AI / LLM
Harness Design: Planner, Generator, Evaluator for Production LLM Agents
A single ReAct agent is enough to demonstrate a pattern. A system that runs for hours, implements features across a codebase, and produces artifacts that humans will inspect and deploy is a different scale of problem. At that scale, a flat agent breaks down: context fills, direction drifts, and the observable behavior stops matching the stated goal.

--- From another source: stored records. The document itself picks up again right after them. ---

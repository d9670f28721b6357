use crate::domain::ports::KeyValueStoreRef;
use crate::error::Result;
use serde::Serialize;
use serde::de::DeserializeOwned;
use std::marker::PhantomData;
use std::sync::Arc;
use tokio::sync::Mutex;

/// A JSON-array collection persisted under one fixed key.
///
/// Every mutation is a read-modify-write of the whole slot, serialized by a
/// mutex shared between clones of the same ledger. Reads are best effort: a
/// slot that cannot be decoded is treated as an empty collection.
pub struct Ledger<T> {
    key: &'static str,
    backing: KeyValueStoreRef,
    write_lock: Arc<Mutex<()>>,
    _records: PhantomData<fn() -> T>,
}

impl<T> Clone for Ledger<T> {
    fn clone(&self) -> Self {
        Self {
            key: self.key,
            backing: self.backing.clone(),
            write_lock: self.write_lock.clone(),
            _records: PhantomData,
        }
    }
}

impl<T> Ledger<T>
where
    T: Serialize + DeserializeOwned + Send,
{
    pub fn new(key: &'static str, backing: KeyValueStoreRef) -> Self {
        Self {
            key,
            backing,
            write_lock: Arc::new(Mutex::new(())),
            _records: PhantomData,
        }
    }

    /// Returns all records in insertion order.
    pub async fn read(&self) -> Result<Vec<T>> {
        let Some(bytes) = self.backing.load(self.key).await? else {
            return Ok(Vec::new());
        };
        match serde_json::from_slice(&bytes) {
            Ok(records) => Ok(records),
            Err(e) => {
                tracing::warn!(key = self.key, error = %e, "discarding malformed ledger slot");
                Ok(Vec::new())
            }
        }
    }

    async fn write(&self, records: &[T]) -> Result<()> {
        let bytes = serde_json::to_vec(records)?;
        self.backing.save(self.key, bytes).await
    }

    pub async fn append(&self, record: T) -> Result<()> {
        let _guard = self.write_lock.lock().await;
        let mut records = self.read().await?;
        records.push(record);
        self.write(&records).await
    }

    /// Applies `change` to the collection under the write lock.
    ///
    /// The slot is only rewritten when `change` returns `Some`; returning
    /// `None` leaves storage untouched.
    pub async fn update<R, F>(&self, change: F) -> Result<Option<R>>
    where
        F: FnOnce(&mut Vec<T>) -> Option<R> + Send,
    {
        let _guard = self.write_lock.lock().await;
        let mut records = self.read().await?;
        let outcome = change(&mut records);
        if outcome.is_some() {
            self.write(&records).await?;
        }
        Ok(outcome)
    }

    /// Removes every record.
    pub async fn clear(&self) -> Result<()> {
        let _guard = self.write_lock.lock().await;
        self.write(&[]).await
    }
}

#[cfg(test)]
mod tests {
    use super::*;
    use crate::domain::ports::KeyValueStore;
    use crate::infrastructure::in_memory::InMemoryKeyValueStore;

    fn ledger(backing: &InMemoryKeyValueStore) -> Ledger<u32> {
        Ledger::new("numbers", Arc::new(backing.clone()))
    }

    #[tokio::test]
    async fn test_empty_slot_reads_as_empty() {
        let backing = InMemoryKeyValueStore::new();
        assert!(ledger(&backing).read().await.unwrap().is_empty());
    }

    #[tokio::test]
    async fn test_append_persists_in_order() {
        let backing = InMemoryKeyValueStore::new();
        let numbers = ledger(&backing);
        numbers.append(1).await.unwrap();
        numbers.append(2).await.unwrap();

        assert_eq!(numbers.read().await.unwrap(), vec![1, 2]);
        assert_eq!(
            backing.load("numbers").await.unwrap(),
            Some(b"[1,2]".to_vec())
        );
    }

    #[tokio::test]
    async fn test_malformed_slot_degrades_to_empty() {
        let backing = InMemoryKeyValueStore::new();
        backing.save("numbers", b"{not json".to_vec()).await.unwrap();

        let numbers = ledger(&backing);
        assert!(numbers.read().await.unwrap().is_empty());

        numbers.append(9).await.unwrap();
        assert_eq!(numbers.read().await.unwrap(), vec![9]);
    }

    #[tokio::test]
    async fn test_update_without_change_does_not_write() {
        let backing = InMemoryKeyValueStore::new();
        let numbers = ledger(&backing);

        let outcome: Option<()> = numbers.update(|_| None).await.unwrap();
        assert!(outcome.is_none());
        assert!(backing.load("numbers").await.unwrap().is_none());
    }

    #[tokio::test]
    async fn test_clear_empties_slot() {
        let backing = InMemoryKeyValueStore::new();
        let numbers = ledger(&backing);
        numbers.append(1).await.unwrap();
        numbers.clear().await.unwrap();

        assert!(numbers.read().await.unwrap().is_empty());
    }

    #[tokio::test]
    async fn test_concurrent_appends_are_not_lost() {
        let backing = InMemoryKeyValueStore::new();
        let numbers = ledger(&backing);

        let mut handles = Vec::new();
        for i in 0..50 {
            let numbers = numbers.clone();
            handles.push(tokio::spawn(async move { numbers.append(i).await }));
        }
        for handle in handles {
            handle.await.unwrap().unwrap();
        }

        let mut stored = numbers.read().await.unwrap();
        stored.sort_unstable();
        assert_eq!(stored, (0..50).collect::<Vec<_>>());
    }
}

Harness design is the discipline of building the components around a language model that turn a research prototype into a production system. Anthropic's recommended harness for long-running applications is a three-agent architecture inspired by generative adversarial networks: a Planner that expands a short prompt into a specification, a Generator that implements features iteratively, and an Evaluator that interacts with the running system as a user would and returns feedback (Anthropic, 2024). The pattern is specific, opinionated, and widely adopted. The rest of this article describes the three components, the "sprint contract" that keeps them aligned, and the design principle Anthropic articulates about when each component can be removed.
Three roles
flowchart LR
REQ([Short user prompt]) --> P[Planner]
P --> SPEC[Specification]
SPEC --> G[Generator]
G --> IMPL[Implementation]
IMPL --> E[Evaluator]
E --> FB[Structured feedback]
FB --> G
E -->|passes| OUT([Done])
The Planner takes a short prompt (one to four sentences) and expands it into a comprehensive specification. The specification names the scope, the sub-tasks, the acceptance criteria, and the constraints. The planner runs once per major task, not once per step; its output is the contract the generator works against.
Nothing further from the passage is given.